Substituting values into expressions is a fundamental skill in mathematics, especially when evaluating functions. This is where you replace every instance of a variable, such as \( x \), with a specified value, ensuring the function outputs a numerical result.

To substitute effectively, follow these steps:

• Identify the value to substitute. For example, in \( f(x) = \frac{4x^2 - 1}{x^2} \), we might substitute \( x = 2 \).
• Replace every occurrence of the variable \( x \) in the expression with the given value.
• Simplify the resulting expression using arithmetic operations and simplification rules.

By substituting \( x = 2 \), the function becomes \( f(2) = \frac{4(2)^2 - 1}{2^2} \). Solve to find numerical results. Practicing this skill helps solve more complex functions easily.

A rational function is any function that can be expressed as a ratio of two polynomials. The general form of a rational function is \( f(x) = \frac{P(x)}{Q(x)} \), where both \( P(x) \) and \( Q(x) \) are polynomials, and \( Q(x) \) is not zero.

In the provided exercise, \( f(x) = \frac{4x^2-1}{x^2} \) is a rational function. Understanding these functions involves examining:

• **Numerator and Denominator:** Here, \( P(x) = 4x^2 - 1 \) and \( Q(x) = x^2 \). The numerator determines the zeros and the shape, while the denominator determines the domain.
• **Domain:** Rational functions are undefined wherever the denominator is zero. In this case, \( x^2 = 0 \) means \( x = 0 \) is excluded from the domain.

Recognizing rational functions aids in understanding their behavior and solving for their values by manipulating the numerator and denominator.

In mathematics, function symmetry determines how a function behaves when inputs are replaced with their opposites. Symmetries can reveal insightful properties about the function's graph.

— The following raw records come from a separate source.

//! Listener shape checks.
//!
//! A handler method must take exactly one parameter, that parameter must be
//! an event type, the method must be public and must return `()` or
//! `Result<(), _>`, and its name must not be shared with another method of
//! the same type. Factories run [`unique`] and [`validate`] before binding a
//! method;
//! [`lint`] reports every violation of every annotated method at once, for
//! offline tooling.

use std::any::Any;
use std::collections::HashSet;
use std::fmt;

use crate::error::{RegistrationError, RegistrationResult, ShapeViolation};
use crate::event::EventType;
use crate::method::{
    MethodId, MethodInfo, MethodTable, Owner, ParamType, Receiver, ReturnKind, Visibility,
};
use crate::subscriber::Subscriber;

/// A shape violation found by [`lint`].
#[derive(Debug, Clone, PartialEq, Eq)]
pub struct Diagnostic {
    /// The offending method.
    pub method: MethodId,
    /// What is wrong with it.
    pub violation: ShapeViolation,
}

impl fmt::Display for Diagnostic {
    fn fmt(&self, f: &mut fmt::Formatter<'_>) -> fmt::Result {
        write!(f, "{}: {}", self.method, self.violation)
    }
}

/// Every signature-level violation of `info`, in a fixed order.
///
/// Receiver and registration-type checks are not included; they depend on
/// how the method is being registered.
#[must_use]
pub fn violations(info: &MethodInfo) -> Vec<ShapeViolation> {
    let mut found = Vec::new();
    match info.params.as_slice() {
        [ParamType::Event(_)] => {},
        [ParamType::Value(key)] => found.push(ShapeViolation::NotAnEvent(key.name())),
        params => found.push(ShapeViolation::ParameterCount(params.len())),
    }
    if info.visibility != Visibility::Public {
        found.push(ShapeViolation::NotPublic);
    }
    if let ReturnKind::Value(name) = info.returns {
        found.push(ShapeViolation::NonUnitReturn(name));
    }
    found
}

/// Check that `info` can be registered with the given receiver, for
/// `expected` if set.
///
/// Returns the event type of the method's parameter.
///
/// # Errors
///
/// Returns the first violation found.
pub fn check_shape(
    info: &MethodInfo,
    receiver: Receiver,
    expected: Option<EventType>,
) -> Result<EventType, ShapeViolation> {
    let event_type = match info.params.as_slice() {
        [ParamType::Event(event_type)] => *event_type,
        [ParamType::Value(key)] => return Err(ShapeViolation::NotAnEvent(key.name())),
        params => return Err(ShapeViolation::ParameterCount(params.len())),
    };
    if let Some(expected) = expected
        && expected != event_type
    {
        return Err(ShapeViolation::EventMismatch {
            expected: expected.key().name(),
            found: event_type.key().name(),
        });
    }
    if info.visibility != Visibility::Public {
        return Err(ShapeViolation::NotPublic);
    }
    if let ReturnKind::Value(name) = info.returns {
        return Err(ShapeViolation::NonUnitReturn(name));
    }
    match (receiver, info.receiver) {
        (Receiver::Instance, Receiver::Static) => Err(ShapeViolation::StaticReceiver),
        (Receiver::Static, Receiver::Instance) => Err(ShapeViolation::InstanceReceiver),
        _ => Ok(event_type),
    }
}

/// Check that `info` can be bound to `owner` (or registered as an
/// associated function when `owner` is `None`).
///
/// # Errors
///
/// Returns [`RegistrationError::InvalidShape`] for a malformed method and
/// [`RegistrationError::OwnerMismatch`] when `owner` is not an instance of
/// the declaring type.
pub fn validate(
    owner: Option<&Owner>,
    info: &MethodInfo,
    expected: Option<EventType>,
) -> RegistrationResult<EventType> {
    let receiver = if owner.is_some() {
        Receiver::Instance
    } else {
        Receiver::Static
    };
    let event_type = check_shape(info, receiver, expected).map_err(|violation| {
        RegistrationError::InvalidShape {
            method: info.id(),
            violation,
        }
    })?;
    if let Some(owner) = owner {
        let instance: &(dyn Any + Send + Sync) = &**owner;
        if instance.type_id() != info.declaring.id() {
            return Err(RegistrationError::OwnerMismatch { method: info.id() });
        }
    }
    Ok(event_type)
}

/// Check that `info` is the only method of `table` under its name.
///
/// # Errors
///
/// Returns [`RegistrationError::InvalidShape`] with
/// [`ShapeViolation::DuplicateName`] otherwise.
pub fn unique(table: &MethodTable, info: &MethodInfo) -> RegistrationResult<()> {
    if table.is_shared(info.name) {
        return Err(RegistrationError::InvalidShape {
            method: info.id(),
            violation: ShapeViolation::DuplicateName,
        });
    }
    Ok(())
}

/// Report every violation of every method carrying a listener annotation.
#[must_use]
pub fn lint(methods: &[MethodInfo]) -> Vec<Diagnostic> {
    let mut names = HashSet::new();
    let shared: HashSet<&str> = methods
        .iter()
        .filter(|info| !names.insert(info.name))
        .map(|info| info.name)
        .collect();

    methods
        .iter()
        .filter(|info| info.listener.is_some())
        .flat_map(|info| {
            let mut found = violations(info);
            if shared.contains(info.name) {
                found.push(ShapeViolation::DuplicateName);
            }
            found.into_iter().map(|violation| Diagnostic {
                method: info.id(),
                violation,
            })
        })
        .collect()
}

/// [`lint`] the methods of a subscriber type.
#[must_use]
pub fn lint_subscriber<O: Subscriber>() -> Vec<Diagnostic> {
    lint(&MethodTable::of::<O>().infos())
}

There are two primary types of symmetry in functions:

• **Even Functions:** These functions satisfy \( f(-x) = f(x) \). They are symmetric around the y-axis. In our example, substituting \( x \) with \( -x \) in \( f(x) = \frac{4x^2 - 1}{x^2} \) shows \( f(-x) \) equals \( f(x) \). This confirms the function is even.
• **Odd Functions:** These satisfy \( f(-x) = -f(x) \). They are symmetric about the origin.

By determining symmetry, you can learn a lot about the graph of a function without plotting points individually. Symmetry can simplify evaluations and solve equations involving the function more efficiently.